Durante l’incontro sono state rappresentate al governo le criticità esistenti per la lentezza dell’attuazione delle operazioni di bonifica e la necessità di velocizzare le attività, garantendo trasparenza e una migliore comunicazione con le istituzioni locali in modo da informare in modo adeguato il territorio.


“Dalla riunione, che è stata voluta dal sottosegretario Velo e per questo la ringrazio, sono emerse delle novità importanti – afferma l’assessore all’ambiente Chiarei - Innanzitutto abbiamo saputo che sono state affidate le due gare di progettazione e di caratterizzazione per le indagini integrative sulla falda. Purtroppo ci sono stati dei ritardi dovuti a un ricorso al Tar in fase di gara che hanno bloccato la procedura. La novità è però che si prevedono dei tempi dimezzati, se tutto va per il verso giusto, per la conclusione delle progettazioni rispetto a quanto stabiliva il cronoprogramma che prevedeva un tempo di due anni. Se non ci saranno intoppi, i tempi si ridurrano a un anno. Si prevede infatti la partenza delle caratterizzazioni da gennaio 2018 in parallelo con la progettazione. Dopo sei mesi potrebbero essere disponibili dati sufficienti per portare a compimento le progettazioni entro fine 2018 e partire con le gare per l’avvio dei lavori da gennaio 2019. Questo naturalmente con la necessaria prudenza.

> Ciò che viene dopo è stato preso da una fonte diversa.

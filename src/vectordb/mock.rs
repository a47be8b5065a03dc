use std::collections::HashMap;
use std::sync::atomic::{AtomicBool, AtomicUsize, Ordering};

use crate::embedding::cosine_similarity;
use crate::vectordb::{SearchResult, VectorDbClient, VectorDbError, VectorPoint};

/// In-memory index with exact cosine search.
#[derive(Default)]
pub struct MockVectorDbClient {
    collections: std::sync::RwLock<HashMap<String, MockCollection>>,
    fail_upserts: AtomicBool,
    fail_searches: AtomicBool,
    upsert_calls: AtomicUsize,
    search_calls: AtomicUsize,
}

#[derive(Default, Clone)]
struct MockCollection {
    vector_size: u64,
    points: HashMap<String, MockStoredPoint>,
}

#[derive(Clone)]
struct MockStoredPoint {
    vector: Vec<f32>,
    video_id: String,
}

impl MockVectorDbClient {
    pub fn new() -> Self {
        Self::default()
    }

    pub fn point_count(&self, collection: &str) -> Option<usize> {
        self.collections
            .read()
            .ok()?
            .get(collection)
            .map(|c| c.points.len())
    }

    /// Returns `true` if a point with `id` is stored in `collection`.
    pub fn contains(&self, collection: &str, id: &str) -> bool {
        self.collections
            .read()
            .ok()
            .and_then(|c| c.get(collection).map(|coll| coll.points.contains_key(id)))
            .unwrap_or(false)
    }

    /// Video ids stored in `collection`, sorted.
    pub fn video_ids(&self, collection: &str) -> Vec<String> {
        let mut ids: Vec<String> = self
            .collections
            .read()
            .ok()
            .and_then(|c| {
                c.get(collection)
                    .map(|coll| coll.points.values().map(|p| p.video_id.clone()).collect())
            })
            .unwrap_or_default();
        ids.sort();
        ids
    }

    /// Makes every subsequent upsert fail with [`VectorDbError::UpsertFailed`].
    pub fn set_fail_upserts(&self, fail: bool) {
        self.fail_upserts.store(fail, Ordering::SeqCst);
    }

    /// Makes every subsequent search fail with [`VectorDbError::SearchFailed`].
    pub fn set_fail_searches(&self, fail: bool) {
        self.fail_searches.store(fail, Ordering::SeqCst);
    }

    pub fn upsert_calls(&self) -> usize {
        self.upsert_calls.load(Ordering::SeqCst)
    }

    pub fn search_calls(&self) -> usize {
        self.search_calls.load(Ordering::SeqCst)
    }
}

impl VectorDbClient for MockVectorDbClient {
    async fn ensure_collection(&self, name: &str, vector_size: u64) -> Result<(), VectorDbError> {
        let mut collections =
            self.collections
                .write()
                .map_err(|_| VectorDbError::CollectionSetupFailed {
                    collection: name.to_string(),
                    message: "lock poisoned".to_string(),
                })?;

        let coll = collections
            .entry(name.to_string())
            .or_insert_with(|| MockCollection {
                vector_size,
                points: HashMap::new(),
            });

        if coll.vector_size != vector_size {
            return Err(VectorDbError::InvalidDimension {
                expected: vector_size as usize,
                actual: coll.vector_size as usize,
            });
        }
        Ok(())
    }

    async fn upsert_points(
        &self,
        collection: &str,
        points: Vec<VectorPoint>,
    ) -> Result<(), VectorDbError> {
        self.upsert_calls.fetch_add(1, Ordering::SeqCst);

        if self.fail_upserts.load(Ordering::SeqCst) {
            return Err(VectorDbError::UpsertFailed {
                collection: collection.to_string(),
                message: "mock upsert failure".to_string(),
            });
        }

        let mut collections =
            self.collections
                .write()
                .map_err(|_| VectorDbError::UpsertFailed {
                    collection: collection.to_string(),
                    message: "lock poisoned".to_string(),
                })?;

        let coll =
            collections
                .get_mut(collection)
                .ok_or_else(|| VectorDbError::CollectionNotFound {
                    collection: collection.to_string(),
                })?;

        for point in points {
            if point.vector.len() as u64 != coll.vector_size {
                return Err(VectorDbError::InvalidDimension {
                    expected: coll.vector_size as usize,
                    actual: point.vector.len(),
                });
            }

            coll.points.insert(
                point.id,
                MockStoredPoint {
                    vector: point.vector,
                    video_id: point.video_id,
                },
            );
        }

        Ok(())
    }

    async fn search(
        &self,
        collection: &str,
        query: Vec<f32>,
        limit: u64,
    ) -> Result<Vec<SearchResult>, VectorDbError> {
        self.search_calls.fetch_add(1, Ordering::SeqCst);

        if self.fail_searches.load(Ordering::SeqCst) {
            return Err(VectorDbError::SearchFailed {
                collection: collection.to_string(),
                message: "mock search failure".to_string(),
            });
        }

        let collections = self
            .collections
            .read()
            .map_err(|_| VectorDbError::SearchFailed {
                collection: collection.to_string(),
                message: "lock poisoned".to_string(),
            })?;

        let coll =
            collections
                .get(collection)
                .ok_or_else(|| VectorDbError::CollectionNotFound {
                    collection: collection.to_string(),
                })?;

        let mut results: Vec<SearchResult> = coll
            .points
            .iter()
            .map(|(id, p)| SearchResult {
                id: id.clone(),
                score: cosine_similarity(&query, &p.vector),
                video_id: Some(p.video_id.clone()),
            })
            .collect();

        results.sort_by(|a, b| {
            b.score
                .partial_cmp(&a.score)
                .unwrap_or(std::cmp::Ordering::Equal)
        });

        results.truncate(limit as usize);
        Ok(results)
    }

    async fn count_points(&self, collection: &str) -> Result<u64, VectorDbError> {
        self.point_count(collection)
            .map(|n| n as u64)
            .ok_or_else(|| VectorDbError::CollectionNotFound {
                collection: collection.to_string(),
            })
    }
}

Tutto questo non confligge con la crisi di Aferpi, l’intervento andrà avanti a prescindere dalle sorti dell’azienda – ci tiene a precisare l’assessore.


Inoltre – continua Chiarei – abbiamo portato la notizia dell’approvazione della Variante Aferpi avvenuta questa mattina; una notizia che è stata molto ben accolta dai ministeri perché produrrà due due effetti positivi: un rafforzamento delle istituzioni e del governo nel contenzioso contro Aferpi e un aiuto fondamentale per gli interventi di bonifica. La non approvazione avrebbe potuto bloccare tutto.
La Regione inoltre metterà sin da gennaio a disposizione delle risorse specifiche, anche in termini di personale, per elaborare report di aggiornamento sulla fase operativa. Il 15 gennaio a Piombino si svolgerà inoltre la prima riunione tecnico operativa con Invitalia, Regione e le ditte che si sono aggiudicate le operazioni di caratterizzazione e di progettazione per l’avvio del lavoro.


Infine la questione cumuli. Anche in questo caso è stata confermata dai ministeri la priorità dell’intervento e anche questo sarà un tema all’ordine del giorno a gennaio.
“Non sono quindi né pessimista né ottimista – dichiara concludendo l’assessore – Il Comune, a fronte di tutto questo, farà la sua parte esercitando un’azione di controllo. Manteniamo un atteggiamento critico per i ritardi che ci sono stati fino a oggi ma al tempo la situazione è in movimento e auspichiamo che vengano rispettati i tempi previsti.”